= Assignment =
Every entry needs to appear again exactly as written below.

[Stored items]
== Segment start ==

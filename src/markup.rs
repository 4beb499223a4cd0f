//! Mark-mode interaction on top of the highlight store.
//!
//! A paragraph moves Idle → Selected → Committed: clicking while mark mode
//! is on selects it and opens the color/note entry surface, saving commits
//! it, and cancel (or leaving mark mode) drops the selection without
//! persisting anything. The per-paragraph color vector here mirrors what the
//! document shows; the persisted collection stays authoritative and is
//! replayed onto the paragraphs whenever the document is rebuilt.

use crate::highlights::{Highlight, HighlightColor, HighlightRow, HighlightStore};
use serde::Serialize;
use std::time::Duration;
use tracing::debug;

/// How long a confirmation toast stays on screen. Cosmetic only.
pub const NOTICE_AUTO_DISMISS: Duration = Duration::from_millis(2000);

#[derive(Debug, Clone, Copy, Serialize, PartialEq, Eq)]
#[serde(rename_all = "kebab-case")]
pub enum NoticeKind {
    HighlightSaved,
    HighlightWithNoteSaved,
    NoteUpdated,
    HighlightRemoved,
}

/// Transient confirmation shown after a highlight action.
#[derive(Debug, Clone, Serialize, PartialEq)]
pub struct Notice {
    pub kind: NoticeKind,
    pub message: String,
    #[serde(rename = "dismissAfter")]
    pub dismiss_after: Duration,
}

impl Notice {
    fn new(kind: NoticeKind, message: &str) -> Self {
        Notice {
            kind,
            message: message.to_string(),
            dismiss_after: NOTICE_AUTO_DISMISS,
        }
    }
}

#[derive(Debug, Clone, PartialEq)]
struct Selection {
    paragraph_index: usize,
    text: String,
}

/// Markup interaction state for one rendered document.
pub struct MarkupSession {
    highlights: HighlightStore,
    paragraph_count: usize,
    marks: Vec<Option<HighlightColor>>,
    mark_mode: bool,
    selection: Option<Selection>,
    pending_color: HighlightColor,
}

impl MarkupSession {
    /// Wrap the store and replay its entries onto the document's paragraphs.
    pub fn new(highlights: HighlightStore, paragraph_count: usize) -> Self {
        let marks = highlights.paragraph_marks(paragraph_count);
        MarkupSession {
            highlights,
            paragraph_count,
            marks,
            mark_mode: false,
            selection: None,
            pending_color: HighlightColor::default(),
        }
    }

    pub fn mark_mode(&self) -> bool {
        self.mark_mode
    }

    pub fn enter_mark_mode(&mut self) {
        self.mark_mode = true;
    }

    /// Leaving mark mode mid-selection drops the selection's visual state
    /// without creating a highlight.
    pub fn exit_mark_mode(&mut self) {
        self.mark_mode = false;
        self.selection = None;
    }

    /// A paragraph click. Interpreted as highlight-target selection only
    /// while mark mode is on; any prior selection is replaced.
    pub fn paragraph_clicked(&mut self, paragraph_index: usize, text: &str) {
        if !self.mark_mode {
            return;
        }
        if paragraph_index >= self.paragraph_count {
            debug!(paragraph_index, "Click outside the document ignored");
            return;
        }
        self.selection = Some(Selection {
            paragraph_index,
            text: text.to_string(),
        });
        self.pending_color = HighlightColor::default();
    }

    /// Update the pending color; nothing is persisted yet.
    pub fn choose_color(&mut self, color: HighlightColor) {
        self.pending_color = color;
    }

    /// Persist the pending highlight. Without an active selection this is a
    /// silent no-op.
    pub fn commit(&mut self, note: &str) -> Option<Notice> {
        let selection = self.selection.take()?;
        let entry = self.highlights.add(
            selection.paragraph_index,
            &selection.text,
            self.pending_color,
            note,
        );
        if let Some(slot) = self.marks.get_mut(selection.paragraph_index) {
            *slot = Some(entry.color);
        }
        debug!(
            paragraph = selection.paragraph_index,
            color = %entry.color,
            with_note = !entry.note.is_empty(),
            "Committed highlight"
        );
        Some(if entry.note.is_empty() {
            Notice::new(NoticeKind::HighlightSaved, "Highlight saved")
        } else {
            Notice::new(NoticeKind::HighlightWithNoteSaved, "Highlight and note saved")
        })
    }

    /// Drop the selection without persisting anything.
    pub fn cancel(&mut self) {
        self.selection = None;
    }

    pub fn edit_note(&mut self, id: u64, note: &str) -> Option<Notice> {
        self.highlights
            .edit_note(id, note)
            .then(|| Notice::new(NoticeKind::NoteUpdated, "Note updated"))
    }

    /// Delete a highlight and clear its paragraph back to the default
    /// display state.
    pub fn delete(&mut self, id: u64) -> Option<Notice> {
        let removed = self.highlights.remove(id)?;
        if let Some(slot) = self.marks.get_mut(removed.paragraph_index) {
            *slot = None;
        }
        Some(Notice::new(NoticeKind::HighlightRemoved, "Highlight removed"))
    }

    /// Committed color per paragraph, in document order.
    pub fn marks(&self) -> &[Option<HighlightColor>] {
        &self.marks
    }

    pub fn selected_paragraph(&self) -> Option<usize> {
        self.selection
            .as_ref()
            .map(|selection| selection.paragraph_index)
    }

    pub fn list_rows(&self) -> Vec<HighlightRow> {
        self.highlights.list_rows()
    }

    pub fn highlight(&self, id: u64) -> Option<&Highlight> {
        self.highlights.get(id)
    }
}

== Segment end ==

= Result of the task =
filename src/markup.rs
repository 4beb499223a4cd0f
//! Mark-mode interaction on top of the highlight store.
//!
//! A paragraph moves Idle → Selected → Committed: clicking while mark mode
//! is on selects it and opens the color/note entry surface, saving commits
//! it, and cancel (or leaving mark mode) drops the selection without
//! persisting anything. The per-paragraph color vector here mirrors what the
//! document shows; the persisted collection stays authoritative and is
//! replayed onto the paragraphs whenever the document is rebuilt.

use crate::highlights::{Highlight, HighlightColor, HighlightRow, HighlightStore};
use serde::Serialize;
use std::time::Duration;
use tracing::debug;

/// How long a confirmation toast stays on screen. Cosmetic only.
pub const NOTICE_AUTO_DISMISS: Duration = Duration::from_millis(2000);

#[derive(Debug, Clone, Copy, Serialize, PartialEq, Eq)]
#[serde(rename_all = "kebab-case")]
pub enum NoticeKind {
    HighlightSaved,
    HighlightWithNoteSaved,
    NoteUpdated,
    HighlightRemoved,
}

/// Transient confirmation shown after a highlight action.
#[derive(Debug, Clone, Serialize, PartialEq)]
pub struct Notice {
    pub kind: NoticeKind,
    pub message: String,
    #[serde(rename = "dismissAfter")]
    pub dismiss_after: Duration,
}

impl Notice {
    fn new(kind: NoticeKind, message: &str) -> Self {
        Notice {
            kind,
            message: message.to_string(),
            dismiss_after: NOTICE_AUTO_DISMISS,
        }
    }
}

#[derive(Debug, Clone, PartialEq)]
struct Selection {
    paragraph_index: usize,
    text: String,
}

/// Markup interaction state for one rendered document.
pub struct MarkupSession {
    highlights: HighlightStore,
    paragraph_count: usize,
    marks: Vec<Option<HighlightColor>>,
    mark_mode: bool,
    selection: Option<Selection>,
    pending_color: HighlightColor,
}

impl MarkupSession {
    /// Wrap the store and replay its entries onto the document's paragraphs.
    pub fn new(highlights: HighlightStore, paragraph_count: usize) -> Self {
        let marks = highlights.paragraph_marks(paragraph_count);
        MarkupSession {
            highlights,
            paragraph_count,
            marks,
            mark_mode: false,
            selection: None,
            pending_color: HighlightColor::default(),
        }
    }

    pub fn mark_mode(&self) -> bool {
        self.mark_mode
    }

    pub fn enter_mark_mode(&mut self) {
        self.mark_mode = true;
    }

    /// Leaving mark mode mid-selection drops the selection's visual state
    /// without creating a highlight.
    pub fn exit_mark_mode(&mut self) {
        self.mark_mode = false;
        self.selection = None;
    }

    /// A paragraph click. Interpreted as highlight-target selection only
    /// while mark mode is on; any prior selection is replaced.
    pub fn paragraph_clicked(&mut self, paragraph_index: usize, text: &str) {
        if !self.mark_mode {
            return;
        }
        if paragraph_index >= self.paragraph_count {
            debug!(paragraph_index, "Click outside the document ignored");
            return;
        }
        self.selection = Some(Selection {
            paragraph_index,
            text: text.to_string(),
        });
        self.pending_color = HighlightColor::default();
    }

    /// Update the pending color; nothing is persisted yet.
    pub fn choose_color(&mut self, color: HighlightColor) {
        self.pending_color = color;
    }

    /// Persist the pending highlight. Without an active selection this is a
    /// silent no-op.
    pub fn commit(&mut self, note: &str) -> Option<Notice> {
        let selection = self.selection.take()?;
        let entry = self.highlights.add(
            selection.paragraph_index,
            &selection.text,
            self.pending_color,
            note,
        );
        if let Some(slot) = self.marks.get_mut(selection.paragraph_index) {
            *slot = Some(entry.color);
        }
        debug!(
            paragraph = selection.paragraph_index,
            color = %entry.color,
            with_note = !entry.note.is_empty(),
            "Committed highlight"
        );
        Some(if entry.note.is_empty() {
            Notice::new(NoticeKind::HighlightSaved, "Highlight saved")
        } else {
            Notice::new(NoticeKind::HighlightWithNoteSaved, "Highlight and note saved")
        })
    }

    /// Drop the selection without persisting anything.
    pub fn cancel(&mut self) {
        self.selection = None;
    }

    pub fn edit_note(&mut self, id: u64, note: &str) -> Option<Notice> {
        self.highlights
            .edit_note(id, note)
            .then(|| Notice::new(NoticeKind::NoteUpdated, "Note updated"))
    }

    /// Delete a highlight and clear its paragraph back to the default
    /// display state.
    pub fn delete(&mut self, id: u64) -> Option<Notice> {
        let removed = self.highlights.remove(id)?;
        if let Some(slot) = self.marks.get_mut(removed.paragraph_index) {
            *slot = None;
        }
        Some(Notice::new(NoticeKind::HighlightRemoved, "Highlight removed"))
    }

    /// Committed color per paragraph, in document order.
    pub fn marks(&self) -> &[Option<HighlightColor>] {
        &self.marks
    }

    pub fn selected_paragraph(&self) -> Option<usize> {
        self.selection
            .as_ref()
            .map(|selection| selection.paragraph_index)
    }

    pub fn list_rows(&self) -> Vec<HighlightRow> {
        self.highlights.list_rows()
    }

    pub fn highlight(&self, id: u64) -> Option<&Highlight> {
        self.highlights.get(id)
    }
}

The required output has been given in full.